→ **YOUR TASK**
Retype all of the entries word for word.

[Opening MATERIAL FOR THE TASK section]

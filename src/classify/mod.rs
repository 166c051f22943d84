//! Urgency classification for a completed transcript.
//!
//! The oracle rates the call High/Medium/Low. The answer is scanned for the
//! three tokens in priority order, and anything the oracle cannot settle is
//! settled locally by [`fallback`]. `classify` is total: it always lands on
//! exactly one level.

pub mod fallback;

use std::fmt;
use std::sync::Arc;

use serde::{Deserialize, Serialize};
use tracing::warn;

use crate::oracle::{response, Oracle, OracleRequest};

/// Severity scale. Ordering is by severity, High greatest.
#[derive(Debug, Clone, Copy, PartialEq, Eq, PartialOrd, Ord, Hash, Serialize, Deserialize)]
pub enum UrgencyLevel {
    Low,
    Medium,
    High,
}

impl fmt::Display for UrgencyLevel {
    fn fmt(&self, f: &mut fmt::Formatter<'_>) -> fmt::Result {
        match self {
            UrgencyLevel::High => write!(f, "High"),
            UrgencyLevel::Medium => write!(f, "Medium"),
            UrgencyLevel::Low => write!(f, "Low"),
        }
    }
}

#[derive(Debug, Clone, Copy, PartialEq, Eq, Serialize, Deserialize)]
pub enum ClassificationSource {
    Oracle,
    LocalFallback,
}

#[derive(Debug, Clone, Copy, PartialEq, Eq, Serialize, Deserialize)]
pub struct ClassificationResult {
    pub level: UrgencyLevel,
    pub source: ClassificationSource,
}

/// Priority-ordered token scan of a free-text answer.
///
/// "high" wins over "medium" wins over "low" regardless of where each token
/// occurs in the text. None when no token is present.
pub fn parse_level(answer: &str) -> Option<UrgencyLevel> {
    let lower = answer.to_lowercase();
    if lower.contains("high") {
        Some(UrgencyLevel::High)
    } else if lower.contains("medium") {
        Some(UrgencyLevel::Medium)
    } else if lower.contains("low") {
        Some(UrgencyLevel::Low)
    } else {
        None
    }
}

pub struct Classifier {
    oracle: Arc<dyn Oracle>,
}

impl Classifier {
    pub fn new(oracle: Arc<dyn Oracle>) -> Self {
        Self { oracle }
    }

    fn rubric(transcript: &str) -> OracleRequest {
        OracleRequest::parts(vec![
            format!("Transcript:\n{transcript}"),
            "\nRate this transcript high (firearms or death involved), medium \
             (incidents such as vehicle collisions), or low (non-urgent) priority. \
             Reply with one word: high/medium/low"
                .to_string(),
        ])
    }

    /// Total classification. Oracle failure or an answer with no usable token
    /// resolves through the local keyword rule, never an unknown state.
    pub async fn classify(&self, transcript: &str) -> ClassificationResult {
        match self.oracle.complete(Self::rubric(transcript)).await {
            Ok(reply) => {
                let answer = response::flatten_text(&reply.content);
                match parse_level(&answer) {
                    Some(level) => ClassificationResult {
                        level,
                        source: ClassificationSource::Oracle,
                    },
                    None => {
                        warn!("oracle answer had no level token, using local rule");
                        ClassificationResult {
                            level: fallback::classify(transcript),
                            source: ClassificationSource::LocalFallback,
                        }
                    }
                }
            }
            Err(e) => {
                warn!(error = %e, "oracle classification failed, using local rule");
                ClassificationResult {
                    level: fallback::classify(transcript),
                    source: ClassificationSource::LocalFallback,
                }
            }
        }
    }
}
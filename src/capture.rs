//! Capture source boundary.
//!
//! Real speech recognition is an external collaborator; the pipeline only
//! consumes its event stream. When no engine is available the listening
//! toggle is a no-op and no fragments arrive. A scripted source stands in
//! for live capture in the demo binary and in tests.

use tokio::sync::mpsc;
use tokio::task::JoinHandle;
use tokio::time::Duration;
use tokio_util::sync::CancellationToken;
use tracing::debug;

use crate::pipeline::event::Event;
use crate::pipeline::transcript::Speaker;

/// What a capture source can deliver. `Ended` and `Failed` both mean "stop
/// listening"; already-captured lines are kept either way.
#[derive(Debug, Clone)]
pub enum CaptureEvent {
    Fragment { speaker: Speaker, text: String },
    Ended,
    Failed(String),
}

#[derive(Debug, Clone)]
pub struct ScriptedLine {
    pub after: Duration,
    pub speaker: Speaker,
    pub text: String,
}

/// Replays a fixed script of recognized-speech fragments with delays, then
/// signals the end of recognition.
#[derive(Debug, Clone)]
pub struct ScriptedCapture {
    script: Vec<ScriptedLine>,
}

impl ScriptedCapture {
    pub fn new(script: Vec<ScriptedLine>) -> Self {
        Self { script }
    }

    /// Caller-only script with a uniform gap between fragments.
    pub fn caller_lines(lines: &[&str], gap: Duration) -> Self {
        Self::new(
            lines
                .iter()
                .map(|text| ScriptedLine {
                    after: gap,
                    speaker: Speaker::Caller,
                    text: text.to_string(),
                })
                .collect(),
        )
    }

    pub fn spawn(self, tx: mpsc::Sender<Event>, cancel: CancellationToken) -> JoinHandle<()> {
        tokio::spawn(async move {
            for line in self.script {
                tokio::select! {
                    _ = cancel.cancelled() => {
                        debug!("scripted capture cancelled");
                        return;
                    }
                    _ = tokio::time::sleep(line.after) => {}
                }
                let event = Event::Capture(CaptureEvent::Fragment {
                    speaker: line.speaker,
                    text: line.text,
                });
                if tx.send(event).await.is_err() {
                    return;
                }
            }
            let _ = tx.send(Event::Capture(CaptureEvent::Ended)).await;
        })
    }
}
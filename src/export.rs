//! CSV export of the priority queue.

use crate::records::PriorityEntry;

pub const CSV_HEADER: &str = "id,level,waitTime";

/// Standard CSV quoting: every data field is quoted, internal quotes doubled.
fn csv_field(value: &str) -> String {
    format!("\"{}\"", value.replace('"', "\"\""))
}

/// Render the priority list with columns id, level, waitTime. Row order
/// follows the list (newest first).
pub fn priority_csv(entries: &[PriorityEntry]) -> String {
    let mut out = String::from(CSV_HEADER);
    for entry in entries {
        out.push('\n');
        out.push_str(&csv_field(entry.id.as_str()));
        out.push(',');
        out.push_str(&csv_field(&entry.level.to_string()));
        out.push(',');
        out.push_str(&csv_field(&entry.wait.to_string()));
    }
    out.push('\n');
    out
}
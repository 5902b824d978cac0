//! Command line runner for the `fieldtrace` library.

#[quit::main]
fn main() {
    fieldtrace::cli::run::run();
}
//! File input/output.

pub mod snapshot;

/// Little- or big-endian byte order.
#[derive(Clone, Copy, Debug, PartialEq)]
pub enum Endianness {
    Little,
    Big,
}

[Closing MATERIAL FOR THE TASK section]

→ **RESULT OF THIS TASK**
filename src/classify/mod.rs
repository 166c051f22943d84
//! Urgency classification for a completed transcript.
//!
//! The oracle rates the call High/Medium/Low. The answer is scanned for the
//! three tokens in priority order, and anything the oracle cannot settle is
//! settled locally by [`fallback`]. `classify` is total: it always lands on
//! exactly one level.

pub mod fallback;

use std::fmt;
use std::sync::Arc;

use serde::{Deserialize, Serialize};
use tracing::warn;

use crate::oracle::{response, Oracle, OracleRequest};

/// Severity scale. Ordering is by severity, High greatest.
#[derive(Debug, Clone, Copy, PartialEq, Eq, PartialOrd, Ord, Hash, Serialize, Deserialize)]
pub enum UrgencyLevel {
    Low,
    Medium,
    High,
}

impl fmt::Display for UrgencyLevel {
    fn fmt(&self, f: &mut fmt::Formatter<'_>) -> fmt::Result {
        match self {
            UrgencyLevel::High => write!(f, "High"),
            UrgencyLevel::Medium => write!(f, "Medium"),
            UrgencyLevel::Low => write!(f, "Low"),
        }
    }
}

#[derive(Debug, Clone, Copy, PartialEq, Eq, Serialize, Deserialize)]
pub enum ClassificationSource {
    Oracle,
    LocalFallback,
}

#[derive(Debug, Clone, Copy, PartialEq, Eq, Serialize, Deserialize)]
pub struct ClassificationResult {
    pub level: UrgencyLevel,
    pub source: ClassificationSource,
}

/// Priority-ordered token scan of a free-text answer.
///
/// "high" wins over "medium" wins over "low" regardless of where each token
/// occurs in the text. None when no token is present.
pub fn parse_level(answer: &str) -> Option<UrgencyLevel> {
    let lower = answer.to_lowercase();
    if lower.contains("high") {
        Some(UrgencyLevel::High)
    } else if lower.contains("medium") {
        Some(UrgencyLevel::Medium)
    } else if lower.contains("low") {
        Some(UrgencyLevel::Low)
    } else {
        None
    }
}

pub struct Classifier {
    oracle: Arc<dyn Oracle>,
}

impl Classifier {
    pub fn new(oracle: Arc<dyn Oracle>) -> Self {
        Self { oracle }
    }

    fn rubric(transcript: &str) -> OracleRequest {
        OracleRequest::parts(vec![
            format!("Transcript:\n{transcript}"),
            "\nRate this transcript high (firearms or death involved), medium \
             (incidents such as vehicle collisions), or low (non-urgent) priority. \
             Reply with one word: high/medium/low"
                .to_string(),
        ])
    }

    /// Total classification. Oracle failure or an answer with no usable token
    /// resolves through the local keyword rule, never an unknown state.
    pub async fn classify(&self, transcript: &str) -> ClassificationResult {
        match self.oracle.complete(Self::rubric(transcript)).await {
            Ok(reply) => {
                let answer = response::flatten_text(&reply.content);
                match parse_level(&answer) {
                    Some(level) => ClassificationResult {
                        level,
                        source: ClassificationSource::Oracle,
                    },
                    None => {
                        warn!("oracle answer had no level token, using local rule");
                        ClassificationResult {
                            level: fallback::classify(transcript),
                            source: ClassificationSource::LocalFallback,
                        }
                    }
                }
            }
            Err(e) => {
                warn!(error = %e, "oracle classification failed, using local rule");
                ClassificationResult {
                    level: fallback::classify(transcript),
                    source: ClassificationSource::LocalFallback,
                }
            }
        }
    }
}
filename src/capture.rs
//! Capture source boundary.
//!
//! Real speech recognition is an external collaborator; the pipeline only
//! consumes its event stream. When no engine is available the listening
//! toggle is a no-op and no fragments arrive. A scripted source stands in
//! for live capture in the demo binary and in tests.

use tokio::sync::mpsc;
use tokio::task::JoinHandle;
use tokio::time::Duration;
use tokio_util::sync::CancellationToken;
use tracing::debug;

use crate::pipeline::event::Event;
use crate::pipeline::transcript::Speaker;

/// What a capture source can deliver. `Ended` and `Failed` both mean "stop
/// listening"; already-captured lines are kept either way.
#[derive(Debug, Clone)]
pub enum CaptureEvent {
    Fragment { speaker: Speaker, text: String },
    Ended,
    Failed(String),
}

#[derive(Debug, Clone)]
pub struct ScriptedLine {
    pub after: Duration,
    pub speaker: Speaker,
    pub text: String,
}

/// Replays a fixed script of recognized-speech fragments with delays, then
/// signals the end of recognition.
#[derive(Debug, Clone)]
pub struct ScriptedCapture {
    script: Vec<ScriptedLine>,
}

impl ScriptedCapture {
    pub fn new(script: Vec<ScriptedLine>) -> Self {
        Self { script }
    }

    /// Caller-only script with a uniform gap between fragments.
    pub fn caller_lines(lines: &[&str], gap: Duration) -> Self {
        Self::new(
            lines
                .iter()
                .map(|text| ScriptedLine {
                    after: gap,
                    speaker: Speaker::Caller,
                    text: text.to_string(),
                })
                .collect(),
        )
    }

    pub fn spawn(self, tx: mpsc::Sender<Event>, cancel: CancellationToken) -> JoinHandle<()> {
        tokio::spawn(async move {
            for line in self.script {
                tokio::select! {
                    _ = cancel.cancelled() => {
                        debug!("scripted capture cancelled");
                        return;
                    }
                    _ = tokio::time::sleep(line.after) => {}
                }
                let event = Event::Capture(CaptureEvent::Fragment {
                    speaker: line.speaker,
                    text: line.text,
                });
                if tx.send(event).await.is_err() {
                    return;
                }
            }
            let _ = tx.send(Event::Capture(CaptureEvent::Ended)).await;
        })
    }
}
filename src/export.rs
//! CSV export of the priority queue.

use crate::records::PriorityEntry;

pub const CSV_HEADER: &str = "id,level,waitTime";

/// Standard CSV quoting: every data field is quoted, internal quotes doubled.
fn csv_field(value: &str) -> String {
    format!("\"{}\"", value.replace('"', "\"\""))
}

/// Render the priority list with columns id, level, waitTime. Row order
/// follows the list (newest first).
pub fn priority_csv(entries: &[PriorityEntry]) -> String {
    let mut out = String::from(CSV_HEADER);
    for entry in entries {
        out.push('\n');
        out.push_str(&csv_field(entry.id.as_str()));
        out.push(',');
        out.push_str(&csv_field(&entry.level.to_string()));
        out.push(',');
        out.push_str(&csv_field(&entry.wait.to_string()));
    }
    out.push('\n');
    out
}
repository 5902b824d978cac0
//! Command line runner for the `fieldtrace` library.

#[quit::main]
fn main() {
    fieldtrace::cli::run::run();
}
//! File input/output.

pub mod snapshot;

/// Little- or big-endian byte order.
#[derive(Clone, Copy, Debug, PartialEq)]
pub enum Endianness {
    Little,
    Big,
}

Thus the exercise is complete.